FX Networks chief John Landgraf parted company with many of his industry peers during a panel at Advertising Week, throwing cold water on the premise of social media being a catalyst for TV viewership.
He cited the recent season of the high-rated American Horror Story anthology that starred Lady Gaga. When the FX team dug into the numbers, he said, they discovered that “our marketing drove her social footprint,” not the other way around. He added, “Social media is people talking. … You really misconstrue the order of operations when you say that social media is driving people to action. It’s about people commenting on action that they’re taking.”
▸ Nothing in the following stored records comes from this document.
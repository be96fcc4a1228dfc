use embedded_graphics::pixelcolor::Rgb888;
use embedded_graphics::prelude::*;

use crate::animator::ScreenSaverDriver;
use crate::renderer::BarRenderer;
use crate::source::FrequencySample;
use crate::state::{Mode, VisualizerState, STILL_LEVELS};
use crate::BAR_COUNT;

/// What a tick did.
#[derive(Clone, Copy, Debug, PartialEq, Eq)]
pub enum FrameOutcome {
    Drawn,
    /// No sample was available (or the loop is stopped); nothing was drawn.
    Skipped,
}

#[derive(Clone, Copy, PartialEq, Eq)]
enum Phase {
    Stopped,
    Running,
}

/// The visualizer's only recurring activity.
///
/// Two states: Stopped and Running. Starting immediately blanks the canvas
/// so it never shows a stale frame; stopping blanks it again after the
/// caller has cancelled the pending tick. While running, each tick reads
/// the latest frequency sample and redraws the whole frame, or skips the
/// frame entirely when no sample is available. Scheduling lives with the
/// caller; this type only decides what a tick draws.
pub struct RenderLoop {
    renderer: BarRenderer,
    screen_saver: ScreenSaverDriver,
    phase: Phase,
}

impl RenderLoop {
    pub fn new(size: Size) -> Self {
        Self {
            renderer: BarRenderer::new(size, BAR_COUNT),
            screen_saver: ScreenSaverDriver::new(0xbeef, BAR_COUNT),
            phase: Phase::Stopped,
        }
    }

    pub fn is_running(&self) -> bool {
        self.phase == Phase::Running
    }

    /// Stopped -> Running, with one immediate blank fill.
    pub fn start<D>(&mut self, fb: &mut D, background: Rgb888) -> Result<(), D::Error>
    where
        D: DrawTarget<Color = Rgb888>,
    {
        self.phase = Phase::Running;
        self.renderer.clear(fb, background)
    }

    /// Running -> Stopped, with one final blank fill.
    pub fn stop<D>(&mut self, fb: &mut D, background: Rgb888) -> Result<(), D::Error>
    where
        D: DrawTarget<Color = Rgb888>,
    {
        self.phase = Phase::Stopped;
        self.renderer.clear(fb, background)
    }

    /// Draw one frame from the given sample.
    pub fn tick<D>(
        &mut self,
        fb: &mut D,
        state: &VisualizerState,
        sample: Option<&FrequencySample>,
    ) -> Result<FrameOutcome, D::Error>
    where
        D: DrawTarget<Color = Rgb888>,
    {
        if self.phase != Phase::Running {
            return Ok(FrameOutcome::Skipped);
        }
        let Some(sample) = sample else {
            return Ok(FrameOutcome::Skipped);
        };

        let mut values: [Option<f32>; BAR_COUNT] = [None; BAR_COUNT];
        match state.mode {
            Mode::Live => {
                for (i, slot) in values.iter_mut().enumerate() {
                    // A bin outside the sample draws nothing for that bar.
                    *slot = sample
                        .get(state.freq[i])
                        .map(|&level| level - state.squish[i]);
                }
            }
            Mode::Still => {
                for (i, slot) in values.iter_mut().enumerate() {
                    *slot = Some(STILL_LEVELS[i] - state.squish[i]);
                }
            }
            Mode::ScreenSaver => {
                let levels = self.screen_saver.tick();
                for (i, slot) in values.iter_mut().enumerate() {
                    *slot = Some(levels[i] * state.gain - state.squish[i]);
                }
            }
        }

        self.renderer.draw_frame(fb, state, &values)?;
        Ok(FrameOutcome::Drawn)
    }
}
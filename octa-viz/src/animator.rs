use alloc::{vec, vec::Vec};

#[allow(unused_imports)]
use micromath::F32Ext;

/// Manages the state and animation of a set of numerical values.
///
/// Handles the interpolation between previous, target, and current values
/// over a specified number of steps, using an ease-out-quadratic easing
/// function. Values are kept as `f32` levels; the screen-saver driver feeds
/// it pseudo-random targets in `[0, 1]`.
pub struct ValueAnimator {
    /// The values at the start of the current interpolation cycle.
    previous: Vec<f32>,
    /// The target values for the current interpolation cycle.
    target: Vec<f32>,
    /// The currently interpolated values.
    current: Vec<f32>,
    /// The number of steps over which to interpolate from previous to
    /// target values. A value of 0 means instant snap to target.
    steps: u32,
    /// Current step in the interpolation cycle, 0 to `steps - 1`.
    counter: u32,
    len: usize,
}

impl ValueAnimator {
    pub fn new(len: usize, initial: f32, steps: u32) -> Self {
        Self {
            previous: vec![initial; len],
            target: vec![initial; len],
            current: vec![initial; len],
            steps,
            counter: 0,
            len,
        }
    }

    /// Sets new target values for the animation.
    ///
    /// Should be called when [`is_new_cycle_start`](Self::is_new_cycle_start)
    /// returns true. The targets of the completed cycle become the starting
    /// point of the new one. A length mismatch leaves the targets untouched.
    pub fn set_new_targets(&mut self, new_targets: &[f32]) {
        if new_targets.len() != self.len {
            return;
        }
        self.previous.copy_from_slice(&self.target);
        self.target.copy_from_slice(new_targets);
        self.counter = 0;
    }

    /// Updates the animation state for one frame and returns the current
    /// values.
    pub fn update_and_current(&mut self) -> &[f32] {
        let eased = self.eased_progress();
        self.interpolate(eased);

        // The counter holds at steps - 1 until set_new_targets resets it,
        // marking the animation to the current target as complete.
        if self.steps > 0 && self.counter < self.steps.saturating_sub(1) {
            self.counter += 1;
        }
        &self.current
    }

    /// Whether the previous animation has completed (or this is the very
    /// first frame), i.e. the caller should provide new targets.
    pub fn is_new_cycle_start(&self) -> bool {
        if self.steps == 0 {
            return true;
        }
        self.counter == 0 || self.counter >= self.steps.saturating_sub(1)
    }

    pub fn counter(&self) -> u32 {
        self.counter
    }

    fn ease_out_quad(t: f32) -> f32 {
        let t = t.clamp(0.0, 1.0);
        1.0 - (1.0 - t) * (1.0 - t)
    }

    /// Progress through the current cycle, eased, reaching 1.0 exactly on
    /// the final step.
    fn eased_progress(&self) -> f32 {
        let progress = if self.steps <= 1 {
            1.0
        } else {
            self.counter as f32 / (self.steps - 1) as f32
        };
        Self::ease_out_quad(progress)
    }

    fn interpolate(&mut self, eased: f32) {
        if eased >= 1.0 || self.steps == 0 {
            self.current.copy_from_slice(&self.target);
            return;
        }
        for i in 0..self.len {
            self.current[i] = self.previous[i] * (1.0 - eased) + self.target[i] * eased;
        }
    }
}

/// Xorshift PRNG for screen-saver targets; deterministic and `no_std`.
struct XorShift32 {
    state: u32,
}

impl XorShift32 {
    fn new(seed: u32) -> Self {
        Self {
            state: if seed == 0 { 0x2545_f491 } else { seed },
        }
    }

    fn next(&mut self) -> u32 {
        let mut x = self.state;
        x ^= x << 13;
        x ^= x >> 17;
        x ^= x << 5;
        self.state = x;
        x
    }

    /// A value in `[0, 1)`.
    fn next_unit(&mut self) -> f32 {
        (self.next() >> 8) as f32 / 16_777_216.0
    }
}

/// Drives screen-saver mode: each bar eases toward an independent
/// pseudo-random level, and a fresh set of targets is drawn whenever a
/// cycle completes.
pub struct ScreenSaverDriver {
    animator: ValueAnimator,
    rng: XorShift32,
    len: usize,
}

impl ScreenSaverDriver {
    /// Steps per easing cycle, about half a second at the tick cadence.
    const CYCLE_STEPS: u32 = 30;

    pub fn new(seed: u32, len: usize) -> Self {
        Self {
            animator: ValueAnimator::new(len, 0.0, Self::CYCLE_STEPS),
            rng: XorShift32::new(seed),
            len,
        }
    }

    /// Advance one frame and return the per-bar levels in `[0, 1)`.
    pub fn tick(&mut self) -> &[f32] {
        if self.animator.is_new_cycle_start() {
            let mut targets = vec![0.0f32; self.len];
            for target in &mut targets {
                *target = self.rng.next_unit();
            }
            self.animator.set_new_targets(&targets);
        }
        self.animator.update_and_current()
    }
}

#[cfg(test)]
mod tests {
    use super::*;
    use approx::assert_abs_diff_eq;

    #[test]
    fn test_initial_state_and_set_targets() {
        let mut animator = ValueAnimator::new(5, 0.0, 10);

        assert_eq!(animator.previous, vec![0.0; 5]);
        assert_eq!(animator.target, vec![0.0; 5]);
        assert_eq!(animator.counter(), 0, "initial counter should be 0");
        assert!(animator.is_new_cycle_start(), "should be new cycle at start");

        let new_targets = vec![0.1, 0.2, 0.3, 0.4, 0.5];
        animator.set_new_targets(&new_targets);
        assert_eq!(
            animator.previous,
            vec![0.0; 5],
            "previous should be old targets after set_new_targets"
        );
        assert_eq!(animator.target, new_targets);
        assert_eq!(animator.counter(), 0, "counter should reset");
        assert!(animator.is_new_cycle_start());
    }

    #[test]
    fn test_length_mismatch_leaves_targets_untouched() {
        let mut animator = ValueAnimator::new(3, 0.5, 10);
        animator.set_new_targets(&[1.0, 1.0]);
        assert_eq!(animator.target, vec![0.5; 3]);
    }

    #[test]
    fn test_counter_increment_normal() {
        let steps = 3;
        let mut animator = ValueAnimator::new(1, 0.0, steps);
        animator.set_new_targets(&[1.0]);

        animator.update_and_current();
        assert_eq!(animator.counter(), 1, "after 1st update");
        assert!(!animator.is_new_cycle_start());

        animator.update_and_current();
        assert_eq!(animator.counter(), 2, "after 2nd update (steps - 1)");
        assert!(
            animator.is_new_cycle_start(),
            "new cycle when counter reaches steps - 1"
        );

        animator.update_and_current();
        assert_eq!(animator.counter(), 2, "counter holds at steps - 1");
    }

    #[test]
    fn test_zero_steps_snaps_instantly() {
        let mut animator = ValueAnimator::new(1, 0.0, 0);
        assert!(animator.is_new_cycle_start());

        animator.set_new_targets(&[0.8]);
        let values = animator.update_and_current();
        assert_abs_diff_eq!(values[0], 0.8);
        assert_eq!(animator.counter(), 0, "counter never advances for 0 steps");
        assert!(animator.is_new_cycle_start());
    }

    #[test]
    fn test_animation_progression() {
        // 2 steps: counter goes 0, 1; progress 0.0 then 1.0.
        let mut animator = ValueAnimator::new(1, 0.0, 2);
        animator.set_new_targets(&[1.0]);

        let first = animator.update_and_current()[0];
        assert_abs_diff_eq!(first, 0.0, epsilon = 1e-6);

        let second = animator.update_and_current()[0];
        assert_abs_diff_eq!(second, 1.0, epsilon = 1e-6);
    }

    #[test]
    fn test_screen_saver_levels_stay_in_range() {
        let mut driver = ScreenSaverDriver::new(7, 8);
        for _ in 0..200 {
            let levels = driver.tick();
            assert_eq!(levels.len(), 8);
            assert!(levels.iter().all(|&v| (0.0..1.0).contains(&v)));
        }
    }

    #[test]
    fn test_screen_saver_is_deterministic_per_seed() {
        let mut a = ScreenSaverDriver::new(42, 4);
        let mut b = ScreenSaverDriver::new(42, 4);
        for _ in 0..100 {
            assert_eq!(a.tick(), b.tick());
        }
    }

    #[test]
    fn test_screen_saver_targets_change_across_cycles() {
        let mut driver = ScreenSaverDriver::new(1, 2);
        let first = driver.tick().to_vec();
        for _ in 0..ScreenSaverDriver::CYCLE_STEPS * 2 {
            driver.tick();
        }
        let later = driver.tick().to_vec();
        assert_ne!(first, later);
    }
}
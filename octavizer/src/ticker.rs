use std::time::{Duration, Instant};

/// Fixed-delay tick scheduling with an explicit cancel handle.
///
/// Nothing fires on its own: the owner polls [`due`](Self::due) from its
/// event loop. Cancelling clears the pending deadline, so no tick is
/// reported after `cancel` returns. Rescheduling is fixed-delay from the
/// moment a tick is taken; a late poll yields a single tick, never a
/// catch-up burst.
pub struct Ticker {
    period: Duration,
    deadline: Option<Instant>,
}

impl Ticker {
    pub fn new(period: Duration) -> Self {
        Self {
            period,
            deadline: None,
        }
    }

    /// Arm the next tick, `period` from now.
    pub fn schedule(&mut self) {
        self.deadline = Some(Instant::now() + self.period);
    }

    /// Clear any pending tick.
    pub fn cancel(&mut self) {
        self.deadline = None;
    }

    pub fn is_scheduled(&self) -> bool {
        self.deadline.is_some()
    }

    /// Take a due tick, rearming for the next one.
    pub fn due(&mut self) -> bool {
        let now = Instant::now();
        match self.deadline {
            Some(deadline) if now >= deadline => {
                self.deadline = Some(now + self.period);
                true
            }
            _ => false,
        }
    }
}

#[cfg(test)]
mod tests {
    use super::*;
    use std::thread;

    #[test]
    fn test_unscheduled_ticker_is_never_due() {
        let mut ticker = Ticker::new(Duration::from_millis(1));
        thread::sleep(Duration::from_millis(5));
        assert!(!ticker.is_scheduled());
        assert!(!ticker.due());
    }

    #[test]
    fn test_due_after_period_and_rearms() {
        let mut ticker = Ticker::new(Duration::from_millis(5));
        ticker.schedule();
        assert!(!ticker.due(), "not due immediately after scheduling");

        thread::sleep(Duration::from_millis(10));
        assert!(ticker.due());
        assert!(ticker.is_scheduled(), "taking a tick rearms the next one");
        assert!(!ticker.due(), "no catch-up burst after a late poll");
    }

    #[test]
    fn test_cancel_clears_pending_tick() {
        let mut ticker = Ticker::new(Duration::from_millis(1));
        ticker.schedule();
        thread::sleep(Duration::from_millis(5));
        ticker.cancel();
        assert!(!ticker.is_scheduled());
        assert!(!ticker.due(), "no tick may be reported after cancel");
    }
}
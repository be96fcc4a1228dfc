use serde::{Deserialize, Serialize};

use crate::color::HexColor;
use crate::{BAR_COUNT, BIN_COUNT};

/// Levels shown in [`Mode::Still`], one per bar.
pub const STILL_LEVELS: [f32; BAR_COUNT] = [0.85, 0.68, 0.94, 0.74, 0.93, 0.86, 0.82, 0.65];

/// The named color slots of the visualization.
#[derive(Clone, Copy, Debug, PartialEq, Eq, Serialize, Deserialize)]
pub struct ColorSlots {
    pub background: HexColor,
    pub grid: HexColor,
    pub base: HexColor,
    pub mid: HexColor,
    pub peak: HexColor,
}

impl Default for ColorSlots {
    fn default() -> Self {
        Self {
            background: HexColor::rgb(0x1e, 0x1e, 0x1e),
            grid: HexColor::rgb(0x00, 0x00, 0x00),
            base: HexColor::rgb(0x20, 0x36, 0x62),
            mid: HexColor::rgb(0x55, 0xa2, 0xa8),
            peak: HexColor::rgb(0xc5, 0x20, 0x3f),
        }
    }
}

/// Identifies one slot in [`ColorSlots`], for panel editing.
#[derive(Clone, Copy, Debug, PartialEq, Eq)]
pub enum ColorSlot {
    Background,
    Grid,
    Base,
    Mid,
    Peak,
}

impl ColorSlot {
    pub const ALL: [ColorSlot; 5] = [
        ColorSlot::Background,
        ColorSlot::Grid,
        ColorSlot::Base,
        ColorSlot::Mid,
        ColorSlot::Peak,
    ];

    pub fn name(&self) -> &'static str {
        match self {
            ColorSlot::Background => "background",
            ColorSlot::Grid => "grid",
            ColorSlot::Base => "base",
            ColorSlot::Mid => "mid",
            ColorSlot::Peak => "peak",
        }
    }
}

impl ColorSlots {
    pub fn get(&self, slot: ColorSlot) -> HexColor {
        match slot {
            ColorSlot::Background => self.background,
            ColorSlot::Grid => self.grid,
            ColorSlot::Base => self.base,
            ColorSlot::Mid => self.mid,
            ColorSlot::Peak => self.peak,
        }
    }

    pub fn set(&mut self, slot: ColorSlot, color: HexColor) {
        match slot {
            ColorSlot::Background => self.background = color,
            ColorSlot::Grid => self.grid = color,
            ColorSlot::Base => self.base = color,
            ColorSlot::Mid => self.mid = color,
            ColorSlot::Peak => self.peak = color,
        }
    }
}

/// Horizontal grid-line geometry and the height-snapping policy.
#[derive(Clone, Copy, Debug, PartialEq, Serialize, Deserialize)]
pub struct GridSettings {
    pub count: u32,
    pub width: f32,
    pub lock: bool,
}

impl Default for GridSettings {
    fn default() -> Self {
        Self {
            count: 24,
            width: 2.0,
            lock: false,
        }
    }
}

/// What drives the bar heights.
#[derive(Clone, Copy, Debug, PartialEq, Eq, Serialize, Deserialize)]
#[serde(rename_all = "lowercase")]
pub enum Mode {
    /// Bar heights follow the live frequency sample.
    Live,
    /// Bar heights hold the fixed [`STILL_LEVELS`].
    Still,
    /// Bar heights ease toward pseudo-random targets.
    ScreenSaver,
}

impl Mode {
    pub fn next(self) -> Mode {
        match self {
            Mode::Live => Mode::Still,
            Mode::Still => Mode::ScreenSaver,
            Mode::ScreenSaver => Mode::Live,
        }
    }

    pub fn name(&self) -> &'static str {
        match self {
            Mode::Live => "live",
            Mode::Still => "still",
            Mode::ScreenSaver => "screensaver",
        }
    }
}

/// Every user-tunable parameter of the visualization.
///
/// Created from defaults at startup, overwritten field-by-field from the
/// settings store, and mutated only by control panel actions. `gain` and
/// `panel_visible` are session state and are never persisted.
#[derive(Clone, Debug, PartialEq)]
pub struct VisualizerState {
    pub colors: ColorSlots,
    pub opacity: f32,
    pub grid: GridSettings,
    pub squish: [f32; BAR_COUNT],
    pub freq: [usize; BAR_COUNT],
    pub mode: Mode,
    pub is_running: bool,
    pub gain: f32,
    pub panel_visible: bool,
}

impl Default for VisualizerState {
    fn default() -> Self {
        Self {
            colors: ColorSlots::default(),
            opacity: 1.0,
            grid: GridSettings::default(),
            squish: [0.0; BAR_COUNT],
            freq: [1, 2, 3, 4, 6, 8, 10, 12],
            mode: Mode::Live,
            is_running: false,
            gain: 2.0,
            panel_visible: true,
        }
    }
}

impl VisualizerState {
    /// Clamp bin indices into the valid sample range.
    ///
    /// Values loaded from storage are otherwise accepted as given; this is
    /// the one invariant the renderer relies on.
    pub fn clamp_freq(&mut self) {
        for bin in &mut self.freq {
            *bin = (*bin).min(BIN_COUNT - 1);
        }
    }
}

#[cfg(test)]
mod tests {
    use super::*;

    #[test]
    fn test_documented_defaults() {
        let state = VisualizerState::default();
        assert_eq!(state.colors.background.to_hex(), "#1e1e1e");
        assert_eq!(state.colors.peak.to_hex(), "#c5203f");
        assert_eq!(state.opacity, 1.0);
        assert_eq!(state.grid.count, 24);
        assert_eq!(state.grid.width, 2.0);
        assert!(!state.grid.lock);
        assert_eq!(state.squish, [0.0; BAR_COUNT]);
        assert_eq!(state.freq, [1, 2, 3, 4, 6, 8, 10, 12]);
        assert_eq!(state.mode, Mode::Live);
        assert!(!state.is_running);
        assert_eq!(state.gain, 2.0);
        assert!(state.panel_visible);
    }

    #[test]
    fn test_colors_encode_as_named_slots() {
        let json = serde_json::to_string(&ColorSlots::default()).unwrap();
        assert_eq!(
            json,
            "{\"background\":\"#1e1e1e\",\"grid\":\"#000000\",\
             \"base\":\"#203662\",\"mid\":\"#55a2a8\",\"peak\":\"#c5203f\"}"
        );
    }

    #[test]
    fn test_mode_encodes_as_lowercase_string() {
        assert_eq!(
            serde_json::to_string(&Mode::ScreenSaver).unwrap(),
            "\"screensaver\""
        );
        let back: Mode = serde_json::from_str("\"live\"").unwrap();
        assert_eq!(back, Mode::Live);
    }

    #[test]
    fn test_mode_cycle_covers_all_modes() {
        assert_eq!(Mode::Live.next(), Mode::Still);
        assert_eq!(Mode::Still.next(), Mode::ScreenSaver);
        assert_eq!(Mode::ScreenSaver.next(), Mode::Live);
    }

    #[test]
    fn test_clamp_freq_upholds_bin_range() {
        let mut state = VisualizerState::default();
        state.freq = [0, 5, 127, 128, 500, 1, 2, 3];
        state.clamp_freq();
        assert_eq!(state.freq, [0, 5, 127, 127, 127, 1, 2, 3]);
    }

    #[test]
    fn test_grid_round_trip() {
        let grid = GridSettings {
            count: 30,
            width: 3.0,
            lock: true,
        };
        let json = serde_json::to_string(&grid).unwrap();
        let back: GridSettings = serde_json::from_str(&json).unwrap();
        assert_eq!(back, grid);
    }
}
The comments came during a free-flowing, discursive, but often thought-provoking panel on the last day of the 14th annual Advertising Week in New York. Better Things co-creator, executive producer and star Pamela Adlon joined FX Networks CEO John Landgraf and Fox Networks Group ad chief for the discussion, which covered a wide range of topics. During the hour, Landgraf cited Scientific American, Adlon marveled at the staying power of the 1975 film One Flew Over the Cuckoo’s Nest, and Marchese gamely played friendly ringmaster, lobbing out questions and occasionally adding his own answers. “You guys talk about ads!” Adlon sardonically urged her fellow panelists at one point.
The session, titled “Fearlessly Funny: Scripted Comedy & The Arms Race for Audience Attention,” emphasized FX’s unique position in the TV ecosystem–while it is a prestige player, it is one of the only ones in the very top echelon that is an ad-supported network. And that means selling cars and soap. Still, Landgraf said he and his execs are thinking increasingly long term. “We want to make shows for posterity,” he said. The introduction of the library-deep, ad-free FX Plus offering on Comcast this summer is another way for FX shows can endure. “When we’re looking at FX Plus,” he said, “it makes me feel good because we weren’t just trying to make shows for 10 o’clock on Tuesday night.” (No numbers or results were divulged from the launch of FX Plus earlier this month.)
Rather than algorithms or data, the human element of creative taste as a guide has become increasingly important, Landgraf argued. “Brands developed and were designed as a filter,” he said. With the explosion of content and consumer choice, the programming networks promote “can’t just be a package. It has to be a pathway toward an extraordinary experience.” The notion of playing the long game instead of fixating on boosting live ratings “is liberating. I don’t have to measure success based on who watched it today but rather what it meant to people.”
Adlon followed one of Landraf’s thrusts by admitting, “As I listen to you, I’m thinking that I really didn’t know it was a machine, where you’re trying to figure out what show to put on a Tuesday.”
Marchese marveled that “there’s been one wakeup call after another for the industry” of late, mentioning Shonda Rhimes’ decamping Disney-ABC for Netflix with her new development deal.
While Adlon’s role in the discussion was to represent the creator’s point of view, she mentioned a New York-area ad that’s been in such heavy rotation over the years that some in the audience were able to join in as she sang the jingle: the law firm of Cellino & Barnes. Adlon said Better Things, now in its second season, is so true to her own life that the current season includes a sequence where her character sings the jingle, as Adlon has off screen.
Obtaining clearance for the jingle opened Adlon’s eyes to a whole world of branding that is often woven through the process of making television. “They wanted $10,000,” she recalled. Then, when Cellino and Barnes got embroiled in a nasty legal fight, their mutual consent to the use of the jingle in Better Things “was able to be the one thing that could bring them together,” she joked.
“How will the song go now?” Landgraf asked.
“Baaaaaarnes!” Adlon cried out in her gravelly voice, earning one of her biggest laughs of the day.